I have not checked the relays but all of the fuses under the hood are good. fuel pump in fuel tank is working (made sure by removing the hose that goes from the filter to the high pressure pump).

Suggestions on what to try or check are appriciated.


----------



## Boo_S62 (Mar 7, 2015)

*ECU diagnostics*

Hiya there fellow Diesel friend 

Sad to see no reply's so far, but I have the exact same car, without any issues though. Have you tried to diagnose the ECU maybe check the error codes? Or do you have an ECU at all? Mine is converted to a fully mechanical pump and she works like a clock, if you are running the stock pump, there is a high chance that the 4th injector is giving you issues on reading or is simply a TDS injector and won't go along with the TD ECU. If you find anything let me know and you can PM me if ya need more info, I'll be more than glad to help a fellow diesel lover


----------



## edycol (Jul 8, 2015)

KabeTabel said:


> Hello!
> 
> So i'm having trouble with my e36 325 td. Basically fuel reaching to the injectors but it is getting to the high pressure fuel pump.
> 
> ...


This is US based forum. That engine was never available here, that is why you don't have answers.
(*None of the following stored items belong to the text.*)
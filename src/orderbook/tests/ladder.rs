#[cfg(test)]
mod tests {
    use crate::orderbook::ladder::Ladder;
    use crate::orderbook::order::{Order, Side};
    use slab::Slab;

    // Helper to rest an order at a price on the ladder
    fn rest_order(
        orders: &mut Slab<Order>,
        ladder: &mut Ladder,
        side: Side,
        id: u64,
        price: i64,
        quantity: u64,
    ) {
        let handle = orders.insert(Order::limit(id, side, price, quantity));
        ladder.entry_or_create(price).push_back(orders, handle);
    }

    #[test]
    fn test_empty_ladder() {
        let ladder = Ladder::new(Side::Buy);

        assert_eq!(ladder.depth(), 0);
        assert_eq!(ladder.best_price(), None);
        assert_eq!(ladder.volume_at(10_000), 0);
    }

    #[test]
    fn test_bid_ladder_best_is_highest_price() {
        let mut orders = Slab::new();
        let mut ladder = Ladder::new(Side::Buy);

        rest_order(&mut orders, &mut ladder, Side::Buy, 1, 10_000, 10);
        rest_order(&mut orders, &mut ladder, Side::Buy, 2, 10_100, 5);
        rest_order(&mut orders, &mut ladder, Side::Buy, 3, 9_900, 15);

        assert_eq!(ladder.best_price(), Some(10_100));
        assert_eq!(ladder.depth(), 3);
    }

    #[test]
    fn test_ask_ladder_best_is_lowest_price() {
        let mut orders = Slab::new();
        let mut ladder = Ladder::new(Side::Sell);

        rest_order(&mut orders, &mut ladder, Side::Sell, 1, 10_500, 10);
        rest_order(&mut orders, &mut ladder, Side::Sell, 2, 10_400, 5);
        rest_order(&mut orders, &mut ladder, Side::Sell, 3, 10_600, 15);

        assert_eq!(ladder.best_price(), Some(10_400));
    }

    #[test]
    fn test_peek_best_mut_matches_best_price() {
        let mut orders = Slab::new();
        let mut ladder = Ladder::new(Side::Buy);

        rest_order(&mut orders, &mut ladder, Side::Buy, 1, 10_000, 10);
        rest_order(&mut orders, &mut ladder, Side::Buy, 2, 10_100, 5);

        let (price, level) = ladder.peek_best_mut().unwrap();
        assert_eq!(price, 10_100);
        assert_eq!(level.total_volume(), 5);
    }

    #[test]
    fn test_entry_or_create_reuses_existing_level() {
        let mut orders = Slab::new();
        let mut ladder = Ladder::new(Side::Sell);

        rest_order(&mut orders, &mut ladder, Side::Sell, 1, 10_000, 10);
        rest_order(&mut orders, &mut ladder, Side::Sell, 2, 10_000, 20);

        assert_eq!(ladder.depth(), 1);
        assert_eq!(ladder.volume_at(10_000), 30);
        assert_eq!(ladder.level(10_000).unwrap().order_count(), 2);
    }

    #[test]
    fn test_erase_empty_removes_level() {
        let mut orders = Slab::new();
        let mut ladder = Ladder::new(Side::Sell);

        rest_order(&mut orders, &mut ladder, Side::Sell, 1, 10_000, 10);

        let handle = ladder.level(10_000).unwrap().front().unwrap();
        ladder
            .level_mut(10_000)
            .unwrap()
            .remove(&mut orders, handle);
        ladder.erase_empty(10_000);

        assert_eq!(ladder.depth(), 0);
        assert!(ladder.level(10_000).is_none());
    }

    #[test]
    fn test_iter_best_first_ordering() {
        let mut orders = Slab::new();

        let mut bids = Ladder::new(Side::Buy);
        rest_order(&mut orders, &mut bids, Side::Buy, 1, 9_900, 10);
        rest_order(&mut orders, &mut bids, Side::Buy, 2, 10_100, 10);
        rest_order(&mut orders, &mut bids, Side::Buy, 3, 10_000, 10);

        let bid_prices: Vec<i64> = bids.iter_best_first().map(|(price, _)| price).collect();
        assert_eq!(bid_prices, vec![10_100, 10_000, 9_900]);

        let mut asks = Ladder::new(Side::Sell);
        rest_order(&mut orders, &mut asks, Side::Sell, 4, 10_300, 10);
        rest_order(&mut orders, &mut asks, Side::Sell, 5, 10_200, 10);
        rest_order(&mut orders, &mut asks, Side::Sell, 6, 10_400, 10);

        let ask_prices: Vec<i64> = asks.iter_best_first().map(|(price, _)| price).collect();
        assert_eq!(ask_prices, vec![10_200, 10_300, 10_400]);
    }
}
//! Core OrderBook state and read-only queries

use super::ladder::Ladder;
use super::metrics::Metrics;
use super::order::{Order, OrderHandle, OrderId, Price, Quantity, Side};
use super::snapshot::{LevelSnapshot, OrderBookSnapshot};
use super::trade::{Trade, TradeListener};
use crate::utils::current_time_nanos;
use slab::Slab;
use std::collections::HashMap;
use tracing::trace;

/// A single-instrument limit order book with price-time priority matching.
///
/// The book is a single-writer state machine: every mutating operation takes
/// `&mut self` and runs to completion before the next begins, which is what
/// keeps the ladders, the level queues, and the id index mutually consistent.
/// Concurrent callers must serialize externally.
pub struct OrderBook {
    /// The symbol or identifier for this order book
    pub(super) symbol: String,

    /// Bid side price levels, best (highest) price first
    pub(super) bids: Ladder,

    /// Ask side price levels, best (lowest) price first
    pub(super) asks: Ladder,

    /// Arena owning every live order record. Ladder queues and the id index
    /// refer into it by handle.
    pub(super) orders: Slab<Order>,

    /// Order id to arena handle, for O(1) lookup and cancellation
    pub(super) id_index: HashMap<OrderId, OrderHandle>,

    /// Optional callback receiving every executed trade
    pub(super) trade_listener: Option<TradeListener>,

    /// The price of the most recent execution, if any
    pub(super) last_trade_price: Option<Price>,

    /// Operation counters and latency samples
    pub(super) metrics: Metrics,
}

impl OrderBook {
    /// Create a new, empty order book for the given symbol.
    pub fn new(symbol: &str) -> Self {
        Self {
            symbol: symbol.to_string(),
            bids: Ladder::new(Side::Buy),
            asks: Ladder::new(Side::Sell),
            orders: Slab::new(),
            id_index: HashMap::new(),
            trade_listener: None,
            last_trade_price: None,
            metrics: Metrics::new(),
        }
    }

    /// Create an order book with a trade listener already registered.
    pub fn with_trade_listener(symbol: &str, listener: impl FnMut(Trade) + 'static) -> Self {
        let mut book = Self::new(symbol);
        book.set_trade_listener(listener);
        book
    }

    /// Register the callback that receives every executed trade.
    ///
    /// The listener is invoked synchronously from inside the matching loop
    /// and must not call back into the book. Replaces any previously
    /// registered listener.
    pub fn set_trade_listener(&mut self, listener: impl FnMut(Trade) + 'static) {
        self.trade_listener = Some(Box::new(listener));
    }

    /// Get the symbol of this order book
    pub fn symbol(&self) -> &str {
        &self.symbol
    }

    /// Best bid price (highest buy), if any.
    pub fn best_bid(&self) -> Option<Price> {
        self.bids.best_price()
    }

    /// Best ask price (lowest sell), if any.
    pub fn best_ask(&self) -> Option<Price> {
        self.asks.best_price()
    }

    /// Spread (best ask minus best bid) when both sides are populated.
    pub fn spread(&self) -> Option<Price> {
        match (self.best_bid(), self.best_ask()) {
            (Some(bid), Some(ask)) => Some(ask - bid),
            _ => None,
        }
    }

    /// Mid price (average of best bid and best ask).
    pub fn mid_price(&self) -> Option<f64> {
        match (self.best_bid(), self.best_ask()) {
            (Some(bid), Some(ask)) => Some((bid as f64 + ask as f64) / 2.0),
            _ => None,
        }
    }

    /// Price of the most recent execution, if any trade has occurred.
    pub fn last_trade_price(&self) -> Option<Price> {
        self.last_trade_price
    }

    /// Total resting volume at a bid price, zero if no such level.
    pub fn bid_volume(&self, price: Price) -> Quantity {
        self.bids.volume_at(price)
    }

    /// Total resting volume at an ask price, zero if no such level.
    pub fn ask_volume(&self, price: Price) -> Quantity {
        self.asks.volume_at(price)
    }

    /// Number of distinct bid price levels.
    pub fn bid_depth(&self) -> usize {
        self.bids.depth()
    }

    /// Number of distinct ask price levels.
    pub fn ask_depth(&self) -> usize {
        self.asks.depth()
    }

    /// Number of orders currently live in the book.
    pub fn total_orders(&self) -> usize {
        self.id_index.len()
    }

    /// Look up a live order by id.
    pub fn get_order(&self, id: OrderId) -> Option<&Order> {
        self.id_index.get(&id).map(|&handle| &self.orders[handle])
    }

    /// All resting orders at a price on one side, oldest first.
    pub fn get_orders_at_price(&self, price: Price, side: Side) -> Vec<&Order> {
        trace!(
            "Order book {}: getting orders at price {} for side {}",
            self.symbol, price, side
        );
        let ladder = match side {
            Side::Buy => &self.bids,
            Side::Sell => &self.asks,
        };

        match ladder.level(price) {
            Some(level) => level
                .iter(&self.orders)
                .map(|handle| &self.orders[handle])
                .collect(),
            None => Vec::new(),
        }
    }

    /// Snapshot the top `depth` levels of each side.
    pub fn snapshot(&self, depth: usize) -> OrderBookSnapshot {
        let bids = self
            .bids
            .iter_best_first()
            .take(depth)
            .map(|(price, level)| LevelSnapshot {
                price,
                total_volume: level.total_volume(),
                order_count: level.order_count(),
            })
            .collect();

        let asks = self
            .asks
            .iter_best_first()
            .take(depth)
            .map(|(price, level)| LevelSnapshot {
                price,
                total_volume: level.total_volume(),
                order_count: level.order_count(),
            })
            .collect();

        OrderBookSnapshot {
            symbol: self.symbol.clone(),
            timestamp: current_time_nanos(),
            bids,
            asks,
        }
    }

    /// Metrics recorded by this book.
    pub fn metrics(&self) -> &Metrics {
        &self.metrics
    }

    /// Mutable metrics access, e.g. for [`Metrics::reset`].
    pub fn metrics_mut(&mut self) -> &mut Metrics {
        &mut self.metrics
    }
}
Sent from my iPhone using Tapatalk


----------



## 76FJ40 (Apr 7, 2021)

Boo_S62 said:


> *ECU diagnostics*
> 
> Hiya there fellow Diesel friend
> 
> Sad to see no reply's so far, but I have the exact same car, without any issues though. Have you tried to diagnose the ECU maybe check the error codes? Or do you have an ECU at all? Mine is converted to a fully mechanical pump and she works like a clock, if you are running the stock pump, there is a high chance that the 4th injector is giving you issues on reading or is simply a TDS injector and won't go along with the TD ECU. If you find anything let me know and you can PM me if ya need more info, I'll be more than glad to help a fellow diesel lover


Hi,
I recently bought a 725TDs for the motor, runs great, only 225,000 kms on it. We are putting it into a 76 FJ40, I would like to put in a mechanical injector pump so I can bypass all electronics... What pump did you end up finding worked for you?
Thanks,
Paul


----------